WHAT THIS TASK INVOLVES: Search the data for the string "JobSummary" and gather each line it is in.

EXTRACTED RECORDS:
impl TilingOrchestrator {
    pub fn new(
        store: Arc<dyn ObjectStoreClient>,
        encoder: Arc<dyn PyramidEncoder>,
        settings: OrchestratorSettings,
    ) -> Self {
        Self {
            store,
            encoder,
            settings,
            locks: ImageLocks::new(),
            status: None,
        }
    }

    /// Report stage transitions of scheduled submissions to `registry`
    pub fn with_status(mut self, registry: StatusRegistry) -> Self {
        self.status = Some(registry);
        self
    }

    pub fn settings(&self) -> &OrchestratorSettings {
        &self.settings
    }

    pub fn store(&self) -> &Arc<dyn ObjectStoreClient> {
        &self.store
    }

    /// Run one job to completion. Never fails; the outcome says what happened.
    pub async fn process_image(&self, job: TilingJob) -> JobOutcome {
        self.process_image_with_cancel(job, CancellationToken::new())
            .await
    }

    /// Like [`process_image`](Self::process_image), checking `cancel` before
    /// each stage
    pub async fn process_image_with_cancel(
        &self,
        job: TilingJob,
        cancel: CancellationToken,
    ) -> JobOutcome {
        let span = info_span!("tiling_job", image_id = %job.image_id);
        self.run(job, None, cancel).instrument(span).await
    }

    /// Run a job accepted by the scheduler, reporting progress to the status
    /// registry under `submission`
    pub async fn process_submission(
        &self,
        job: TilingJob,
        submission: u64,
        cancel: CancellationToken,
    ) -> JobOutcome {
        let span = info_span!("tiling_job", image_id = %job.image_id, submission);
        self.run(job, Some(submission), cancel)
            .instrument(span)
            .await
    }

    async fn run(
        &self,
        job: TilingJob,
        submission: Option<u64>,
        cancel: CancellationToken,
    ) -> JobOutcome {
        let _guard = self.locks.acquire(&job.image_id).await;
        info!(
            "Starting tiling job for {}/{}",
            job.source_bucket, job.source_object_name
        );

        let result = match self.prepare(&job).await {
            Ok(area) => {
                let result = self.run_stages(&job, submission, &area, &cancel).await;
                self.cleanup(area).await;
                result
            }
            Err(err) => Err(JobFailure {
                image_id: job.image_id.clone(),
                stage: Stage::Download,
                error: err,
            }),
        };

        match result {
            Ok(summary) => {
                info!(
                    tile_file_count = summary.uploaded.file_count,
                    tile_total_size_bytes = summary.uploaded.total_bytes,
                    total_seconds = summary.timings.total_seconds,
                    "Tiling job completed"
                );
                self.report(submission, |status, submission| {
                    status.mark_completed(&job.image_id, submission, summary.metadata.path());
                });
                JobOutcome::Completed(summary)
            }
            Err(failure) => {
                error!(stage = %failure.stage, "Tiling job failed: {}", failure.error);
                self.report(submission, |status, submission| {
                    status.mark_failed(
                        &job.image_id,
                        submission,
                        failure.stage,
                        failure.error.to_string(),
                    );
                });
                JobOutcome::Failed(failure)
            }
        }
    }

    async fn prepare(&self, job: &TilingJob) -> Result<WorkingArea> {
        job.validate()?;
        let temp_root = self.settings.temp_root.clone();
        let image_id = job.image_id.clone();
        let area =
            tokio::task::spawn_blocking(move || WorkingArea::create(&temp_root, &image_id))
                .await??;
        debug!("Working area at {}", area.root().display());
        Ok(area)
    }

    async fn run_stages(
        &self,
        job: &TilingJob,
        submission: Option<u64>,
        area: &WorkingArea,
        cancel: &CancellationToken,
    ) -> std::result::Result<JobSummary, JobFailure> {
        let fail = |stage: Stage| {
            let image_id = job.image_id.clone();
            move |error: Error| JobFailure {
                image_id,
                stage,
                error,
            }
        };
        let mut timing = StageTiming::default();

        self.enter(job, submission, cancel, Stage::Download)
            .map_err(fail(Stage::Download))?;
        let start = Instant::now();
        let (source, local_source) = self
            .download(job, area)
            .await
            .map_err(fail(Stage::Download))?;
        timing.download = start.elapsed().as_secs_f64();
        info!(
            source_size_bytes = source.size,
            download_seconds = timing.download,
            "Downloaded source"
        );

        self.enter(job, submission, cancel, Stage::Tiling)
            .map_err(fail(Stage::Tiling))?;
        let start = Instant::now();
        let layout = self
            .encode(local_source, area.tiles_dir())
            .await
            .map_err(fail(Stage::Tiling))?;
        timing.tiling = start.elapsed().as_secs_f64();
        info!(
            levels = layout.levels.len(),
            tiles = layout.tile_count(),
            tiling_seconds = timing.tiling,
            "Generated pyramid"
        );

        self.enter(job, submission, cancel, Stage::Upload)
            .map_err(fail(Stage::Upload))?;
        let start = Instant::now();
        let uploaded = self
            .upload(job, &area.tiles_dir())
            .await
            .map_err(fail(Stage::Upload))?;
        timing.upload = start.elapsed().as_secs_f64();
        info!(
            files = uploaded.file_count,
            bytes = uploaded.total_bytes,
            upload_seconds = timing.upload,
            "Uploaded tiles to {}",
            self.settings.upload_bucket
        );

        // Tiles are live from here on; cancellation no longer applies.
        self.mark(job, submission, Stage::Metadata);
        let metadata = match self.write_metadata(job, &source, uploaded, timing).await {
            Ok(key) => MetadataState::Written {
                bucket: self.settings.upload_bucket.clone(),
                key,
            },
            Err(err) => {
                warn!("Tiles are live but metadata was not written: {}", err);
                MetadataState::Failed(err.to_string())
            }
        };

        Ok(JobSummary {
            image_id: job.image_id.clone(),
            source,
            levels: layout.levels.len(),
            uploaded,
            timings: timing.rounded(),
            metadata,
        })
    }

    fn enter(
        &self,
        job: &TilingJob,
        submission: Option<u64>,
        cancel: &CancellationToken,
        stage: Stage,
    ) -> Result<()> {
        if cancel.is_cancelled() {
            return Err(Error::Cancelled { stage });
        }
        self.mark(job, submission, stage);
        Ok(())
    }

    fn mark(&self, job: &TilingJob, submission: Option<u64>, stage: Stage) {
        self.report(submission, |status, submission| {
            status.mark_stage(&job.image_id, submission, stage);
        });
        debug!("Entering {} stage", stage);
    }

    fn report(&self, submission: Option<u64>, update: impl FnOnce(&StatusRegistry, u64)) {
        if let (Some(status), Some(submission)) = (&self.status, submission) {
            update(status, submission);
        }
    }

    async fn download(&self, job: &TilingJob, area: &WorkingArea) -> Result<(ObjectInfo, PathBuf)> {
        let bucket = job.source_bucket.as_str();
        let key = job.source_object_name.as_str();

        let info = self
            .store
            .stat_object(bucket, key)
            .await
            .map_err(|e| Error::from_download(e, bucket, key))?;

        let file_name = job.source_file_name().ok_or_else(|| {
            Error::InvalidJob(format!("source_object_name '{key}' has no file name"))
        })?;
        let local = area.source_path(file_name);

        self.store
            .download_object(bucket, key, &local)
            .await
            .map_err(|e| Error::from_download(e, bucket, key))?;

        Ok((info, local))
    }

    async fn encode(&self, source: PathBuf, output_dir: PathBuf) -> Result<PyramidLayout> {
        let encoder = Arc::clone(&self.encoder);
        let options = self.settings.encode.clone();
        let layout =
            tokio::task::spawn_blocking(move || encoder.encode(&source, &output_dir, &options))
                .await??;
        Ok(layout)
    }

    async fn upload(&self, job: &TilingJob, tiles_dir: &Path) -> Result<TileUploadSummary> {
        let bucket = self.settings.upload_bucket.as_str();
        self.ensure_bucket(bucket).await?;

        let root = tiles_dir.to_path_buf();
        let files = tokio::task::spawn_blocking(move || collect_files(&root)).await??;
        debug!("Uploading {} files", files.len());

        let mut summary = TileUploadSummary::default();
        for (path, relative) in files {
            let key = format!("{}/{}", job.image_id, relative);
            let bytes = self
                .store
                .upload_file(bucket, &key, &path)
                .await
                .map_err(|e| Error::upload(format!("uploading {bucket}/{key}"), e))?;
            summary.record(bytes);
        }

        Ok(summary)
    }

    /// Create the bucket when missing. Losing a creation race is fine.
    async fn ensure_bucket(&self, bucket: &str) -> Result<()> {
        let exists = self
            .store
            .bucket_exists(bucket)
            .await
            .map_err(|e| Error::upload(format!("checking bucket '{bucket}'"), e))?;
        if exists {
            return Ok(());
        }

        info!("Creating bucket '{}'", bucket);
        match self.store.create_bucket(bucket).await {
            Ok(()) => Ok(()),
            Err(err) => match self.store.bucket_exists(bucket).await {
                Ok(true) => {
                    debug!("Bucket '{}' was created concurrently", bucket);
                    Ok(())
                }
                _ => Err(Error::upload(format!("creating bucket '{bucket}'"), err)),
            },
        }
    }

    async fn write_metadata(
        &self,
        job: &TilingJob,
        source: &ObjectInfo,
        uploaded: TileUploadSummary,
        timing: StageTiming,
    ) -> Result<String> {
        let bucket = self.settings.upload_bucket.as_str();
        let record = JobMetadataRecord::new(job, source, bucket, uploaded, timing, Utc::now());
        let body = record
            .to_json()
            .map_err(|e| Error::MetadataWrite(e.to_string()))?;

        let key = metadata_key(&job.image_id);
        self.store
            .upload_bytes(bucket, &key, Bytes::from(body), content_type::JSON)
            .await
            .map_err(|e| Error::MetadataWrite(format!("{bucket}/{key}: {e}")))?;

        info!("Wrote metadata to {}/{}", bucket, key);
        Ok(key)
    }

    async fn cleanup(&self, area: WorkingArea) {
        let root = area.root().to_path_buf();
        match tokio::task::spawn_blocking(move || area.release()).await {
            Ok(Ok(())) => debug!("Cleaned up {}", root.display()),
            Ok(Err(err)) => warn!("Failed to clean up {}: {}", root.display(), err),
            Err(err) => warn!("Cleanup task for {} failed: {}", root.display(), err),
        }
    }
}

EXERCISE RESULT:
    ) -> std::result::Result<JobSummary, JobFailure> {
        Ok(JobSummary {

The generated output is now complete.